The National Bureau of Statistics of the People's Republic of China released the "2010 Sixth National Population Census Main Data Bulletin (No. 1)" in the "National illiterate population aged 15 and above by age, sex and education level" data. Among the 31 provinces, autonomous regions and municipalities directly under the Central Government (excluding the Hong Kong Special Administrative Region, the Macao Special Administrative Region and Taiwan Province) and the active military population, there are 54,656,573 illiterate people (illiterate people aged 15 and above), a decrease of 3,0413,094 compared with the fifth National census in 2000. The illiteracy rate dropped from 6.72% to 4.08%, a reduction of 2.64 percentage points.

=== 2010 and beyond ===
According to the National Statistical Report on Education data, from 2010 to 2014, a total of 3,253,600 people were illiterate across the country, and the number of illiterates across the country decreased year by year. In 2012, the number of illiterates across the country fell by one quarter over 2011. Experts believe the slowdown is due to the full realization of nine-year compulsory education in China after 2011, eliminating illiteracy among young and middle-aged people and the remaining difficulties in literacy work. Among them, the old, the young, the border and the poor areas still have high incidences of illiteracy. Statistics show that in the 14 contiguity areas with particular difficulties, the proportion of illiterate and semi-illiterate workers is 3.6 percentage points higher than that of the whole country, and many villages in these areas are still illiterate.

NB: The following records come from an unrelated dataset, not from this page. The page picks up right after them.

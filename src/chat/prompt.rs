const PERSONA: &str = "You are an AI expert on Formula 1.";

const INSTRUCTIONS: &str = "\
- Answer the user naturally, as a well-informed human.
- If the context doesn't answer it, rely on your own knowledge.
- Don't mention sources or context explicitly.
- Use Markdown formatting.
- Never return images or audio.";

/// Render the system prompt that frames every answer.
///
/// The `Context:` section is always present, even when `context` is empty.
#[inline]
pub fn system_prompt(context: &str, question: &str) -> String {
    format!(
        "{PERSONA}\n\nContext:\n{context}\n\nInstructions:\n{INSTRUCTIONS}\n\nQuestion:\n{question}"
    )
}
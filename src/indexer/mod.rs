// Indexer module
// Provisions the collection and runs scrape -> chunk -> embed -> insert


use std::sync::Arc;

use futures::{StreamExt, TryStreamExt};
use indicatif::{ProgressBar, ProgressStyle};
use tracing::{debug, error, info};
use url::Url;

use crate::crawler::{PageLoader, scrape_page};
use crate::database::{NewChunk, Provisioned, SimilarityMetric, VectorOptions, VectorStore};
use crate::embeddings::chunking::{ChunkingConfig, RecursiveSplitter};
use crate::embeddings::Embedder;
use crate::{RagError, Result};

/// Populates a vector collection from a list of web pages
pub struct Indexer {
    loader: Arc<dyn PageLoader>,
    embedder: Arc<dyn Embedder>,
    store: Arc<dyn VectorStore>,
    splitter: RecursiveSplitter,
    collection: String,
    concurrency: usize,
}

/// Summary of a completed ingestion run
#[derive(Debug, Clone, Default, PartialEq, Eq)]
pub struct IngestReport {
    pub pages: usize,
    pub chunks: usize,
    /// Ids assigned by the store, in insertion order
    pub inserted_ids: Vec<String>,
}

impl Indexer {
    #[inline]
    pub fn new(
        loader: Arc<dyn PageLoader>,
        embedder: Arc<dyn Embedder>,
        store: Arc<dyn VectorStore>,
        collection: impl Into<String>,
        chunking: &ChunkingConfig,
    ) -> Result<Self> {
        Ok(Self {
            loader,
            embedder,
            store,
            splitter: RecursiveSplitter::new(chunking)?,
            collection: collection.into(),
            concurrency: 1,
        })
    }

    /// Number of chunks embedded and inserted at once; 1 keeps the run strictly sequential
    #[inline]
    pub fn with_concurrency(mut self, concurrency: usize) -> Self {
        self.concurrency = concurrency.max(1);
        self
    }

    /// Create the collection unless it exists, sized for the embedder's vectors
    #[inline]
    pub async fn provision(&self, metric: SimilarityMetric) -> Result<Provisioned> {
        let options = VectorOptions {
            dimension: self.embedder.dimension(),
            metric,
        };
        crate::database::provision_collection(self.store.as_ref(), &self.collection, options)
            .await
    }

    /// Provision the collection, then ingest `urls` in order
    #[inline]
    pub async fn run(&self, urls: &[Url], metric: SimilarityMetric) -> Result<IngestReport> {
        self.provision(metric).await?;
        self.ingest(urls).await
    }

    /// Scrape, chunk, embed and insert every page.
    ///
    /// The first failure aborts the run; chunks inserted before it stay in the store.
    #[inline]
    pub async fn ingest(&self, urls: &[Url]) -> Result<IngestReport> {
        let bar = progress_bar();
        let mut report = IngestReport::default();

        for url in urls {
            bar.set_message(url.to_string());

            let result = self.ingest_page(url, &bar).await;
            match result {
                Ok(ids) => {
                    report.pages += 1;
                    report.chunks += ids.len();
                    report.inserted_ids.extend(ids);
                }
                Err(e) => {
                    bar.abandon();
                    error!("Ingestion of {} failed: {}", url, e);
                    return Err(e);
                }
            }
        }

        bar.finish_and_clear();
        info!(
            "Ingested {} chunks from {} pages into '{}'",
            report.chunks, report.pages, self.collection
        );
        Ok(report)
    }

    async fn ingest_page(&self, url: &Url, bar: &ProgressBar) -> Result<Vec<String>> {
        let text = scrape_page(self.loader.as_ref(), url).await?;
        let chunks = self.splitter.split_text(&text);
        debug!("{} split into {} chunks", url, chunks.len());
        bar.inc_length(chunks.len() as u64);

        if self.concurrency == 1 {
            let mut ids = Vec::with_capacity(chunks.len());
            for chunk in chunks {
                ids.push(self.ingest_chunk(chunk).await?);
                bar.inc(1);
            }
            return Ok(ids);
        }

        futures::stream::iter(chunks)
            .map(|chunk| async move {
                let id = self.ingest_chunk(chunk).await;
                bar.inc(1);
                id
            })
            .buffer_unordered(self.concurrency)
            .try_collect()
            .await
    }

    async fn ingest_chunk(&self, text: String) -> Result<String> {
        let vector = self.embedder.embed(&text).await?.ok_or_else(|| {
            RagError::Embedding(format!(
                "Embedding service returned no usable vector for a chunk of {} characters",
                text.chars().count()
            ))
        })?;

        let length = text.chars().count();
        let id = self
            .store
            .insert_chunk(&self.collection, NewChunk { text, vector })
            .await?;
        info!("Inserted chunk of {} characters with ID: {}", length, id);
        Ok(id)
    }
}

fn progress_bar() -> ProgressBar {
    if !console::user_attended_stderr() {
        return ProgressBar::hidden();
    }

    let bar = ProgressBar::new(0);
    if let Ok(style) = ProgressStyle::with_template("{spinner} [{pos}/{len}] Ingesting {msg}") {
        bar.set_style(style);
    }
    bar
}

In 2011, the Ministry of Education issued the Guidelines for Curriculum Setting and Preparation of Teaching Materials for Literacy Education, requiring local literacy courses to integrate literacy and numeracy learning with adult basic life skills, vocational skills training, health care, legal knowledge, and protection of rights and interests. For many years, some places have carried out "foreign language literacy" for people who go abroad to work and "urban living ability literacy" for farmers who work in cities. Experts believe that this kind of literacy is worth further promotion, and it should be moved from "scanning text blindness" to "scanning cultural blindness", integrating educational resources, targeting different groups, and carrying out new literacy work flexibly and accurately.

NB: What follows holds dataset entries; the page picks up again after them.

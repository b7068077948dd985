use std::time::Duration;

use axum::body::to_bytes;
use axum::http::header;
use futures::StreamExt;
use tokio::time::Instant;

use super::stream::{
    CONTENT_TYPE, DATA_STREAM_HEADER, encode_data_stream, error_part, finish_part, text_part,
};
use super::*;
use crate::completion::{CompletionEvent, FinishReason, TokenStream};

fn text(token: &str) -> crate::Result<CompletionEvent> {
    Ok(CompletionEvent::Text(token.to_string()))
}

fn tokens(items: Vec<crate::Result<CompletionEvent>>) -> TokenStream {
    Box::pin(futures::stream::iter(items))
}

fn far_deadline() -> Instant {
    Instant::now() + Duration::from_secs(30)
}

async fn collect_parts(stream: TokenStream, deadline: Instant) -> Vec<String> {
    encode_data_stream(stream, deadline).collect().await
}

#[test]
fn parts_are_json_encoded_lines() {
    assert_eq!(text_part("Lewis"), "0:\"Lewis\"\n");
    assert_eq!(text_part("say \"hi\"\n"), "0:\"say \\\"hi\\\"\\n\"\n");
    assert_eq!(error_part("Internal Server Error"), "3:\"Internal Server Error\"\n");
    assert_eq!(finish_part(FinishReason::Stop), "d:{\"finishReason\":\"stop\"}\n");
    assert_eq!(finish_part(FinishReason::Error), "d:{\"finishReason\":\"error\"}\n");
    assert_eq!(finish_part(FinishReason::Length), "d:{\"finishReason\":\"length\"}\n");
}

#[tokio::test]
async fn tokens_then_stop() {
    let parts = collect_parts(
        tokens(vec![text("Lewis"), text(" Hamilton")]),
        far_deadline(),
    )
    .await;

    assert_eq!(
        parts,
        vec![
            "0:\"Lewis\"\n".to_string(),
            "0:\" Hamilton\"\n".to_string(),
            "d:{\"finishReason\":\"stop\"}\n".to_string(),
        ]
    );
}

#[tokio::test]
async fn reported_finish_reason_reaches_the_finish_part() {
    let parts = collect_parts(
        tokens(vec![
            text("Hamilton led every lap until"),
            Ok(CompletionEvent::Finished(FinishReason::Length)),
        ]),
        far_deadline(),
    )
    .await;

    assert_eq!(
        parts,
        vec![
            "0:\"Hamilton led every lap until\"\n".to_string(),
            "d:{\"finishReason\":\"length\"}\n".to_string(),
        ]
    );
}

#[tokio::test]
async fn truncated_completion_body_ends_with_length() {
    let body = concat!(
        "data: {\"choices\":[{\"delta\":{\"content\":\"Hi\"},\"finish_reason\":null}]}\n\n",
        "data: {\"choices\":[{\"delta\":{},\"finish_reason\":\"length\"}]}\n\n",
        "data: [DONE]\n\n",
    );
    let chunks: Vec<std::result::Result<Vec<u8>, std::io::Error>> =
        vec![Ok(body.as_bytes().to_vec())];
    let events = crate::completion::openai::sse_tokens(futures::stream::iter(chunks));

    let parts = collect_parts(events, far_deadline()).await;

    assert_eq!(
        parts,
        vec![
            "0:\"Hi\"\n".to_string(),
            "d:{\"finishReason\":\"length\"}\n".to_string(),
        ]
    );
}

#[tokio::test]
async fn empty_tokens_are_skipped() {
    let parts = collect_parts(
        tokens(vec![text(""), text("a"), text("")]),
        far_deadline(),
    )
    .await;
    assert_eq!(parts.len(), 2);
    assert_eq!(parts[0], "0:\"a\"\n");
}

#[tokio::test]
async fn stream_error_becomes_generic_error_part() {
    let parts = collect_parts(
        tokens(vec![
            text("partial"),
            Err(RagError::Completion("upstream reset with secret detail".to_string())),
            text("never sent"),
        ]),
        far_deadline(),
    )
    .await;

    assert_eq!(
        parts,
        vec![
            "0:\"partial\"\n".to_string(),
            "3:\"Internal Server Error\"\n".to_string(),
            "d:{\"finishReason\":\"error\"}\n".to_string(),
        ]
    );
    assert!(!parts.concat().contains("secret detail"));
}

#[tokio::test]
async fn deadline_ends_a_stalled_stream() {
    let stalled: TokenStream = Box::pin(
        futures::stream::iter(vec![text("first")]).chain(futures::stream::pending()),
    );
    let deadline = Instant::now() + Duration::from_millis(50);

    let parts = collect_parts(stalled, deadline).await;

    assert_eq!(parts.len(), 3);
    assert_eq!(parts[0], "0:\"first\"\n");
    assert_eq!(parts[1], "3:\"Internal Server Error\"\n");
    assert_eq!(parts[2], "d:{\"finishReason\":\"error\"}\n");
}

#[tokio::test]
async fn response_carries_protocol_headers() {
    let response = data_stream_response(tokens(vec![text("hi")]), far_deadline());

    assert_eq!(response.status(), StatusCode::OK);
    assert_eq!(
        response.headers().get(header::CONTENT_TYPE).and_then(|v| v.to_str().ok()),
        Some(CONTENT_TYPE)
    );
    assert_eq!(
        response.headers().get(DATA_STREAM_HEADER).and_then(|v| v.to_str().ok()),
        Some("v1")
    );

    let body = to_bytes(response.into_body(), usize::MAX)
        .await
        .expect("body is readable");
    assert_eq!(
        String::from_utf8_lossy(&body),
        "0:\"hi\"\nd:{\"finishReason\":\"stop\"}\n"
    );
}

async fn error_response(error: ChatError) -> (StatusCode, serde_json::Value) {
    let response = error.into_response();
    let status = response.status();
    let body = to_bytes(response.into_body(), usize::MAX)
        .await
        .expect("body is readable");
    let json = serde_json::from_slice(&body).expect("error body is JSON");
    (status, json)
}

#[tokio::test]
async fn chat_errors_map_to_status_and_message() {
    let (status, body) = error_response(ChatError::InvalidQuestion).await;
    assert_eq!(status, StatusCode::BAD_REQUEST);
    assert_eq!(body, json!({ "error": "Invalid question" }));

    let (status, body) = error_response(ChatError::EmbeddingUnavailable).await;
    assert_eq!(status, StatusCode::INTERNAL_SERVER_ERROR);
    assert_eq!(body, json!({ "error": "Failed to generate embedding" }));

    let (status, body) = error_response(ChatError::Internal(RagError::VectorStore(
        "COLLECTION_NOT_EXIST: f1gpt".to_string(),
    )))
    .await;
    assert_eq!(status, StatusCode::INTERNAL_SERVER_ERROR);
    assert_eq!(body, json!({ "error": "Internal Server Error" }));
}

#[test]
fn index_page_posts_to_chat_route() {
    assert!(INDEX_HTML.contains("/api/chat"));
}

#[test]
fn index_page_keeps_errors_out_of_the_conversation() {
    assert!(INDEX_HTML.contains(r#"<p id="error" role="alert" hidden></p>"#));
    // error parts and failed responses land in the error box, never in a reply
    assert!(INDEX_HTML.contains("reply.failed = payload;"));
    assert!(INDEX_HTML.contains("reply.failed = body.error"));
    assert!(!INDEX_HTML.contains("reply.content = body.error"));
    assert!(INDEX_HTML.contains("messages.push({ role: \"assistant\", content: reply.content })"));
}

Large-scale organized literacy continues to be carried out in the prison system. On 25 April 2012, Wu Aiying, Minister of Justice of the People's Republic of China, said that since 2008, 1.25 million prisoners have been given literacy and compulsory education in prisons nationwide.

Statistics from the Ministry of Education show that in 2014, there were only 10,800 full-time teachers for literacy education in China, a decrease for the third consecutive year, and only 455,500 people participated in literacy learning. Regular literacy classes are no longer available in remote rural areas. The government has stopped making literacy requirements because some of the remaining illiterates are too old. There has also been no special literacy fund allocated at the grassroots level for many years, and literacy work has often stalled as a result.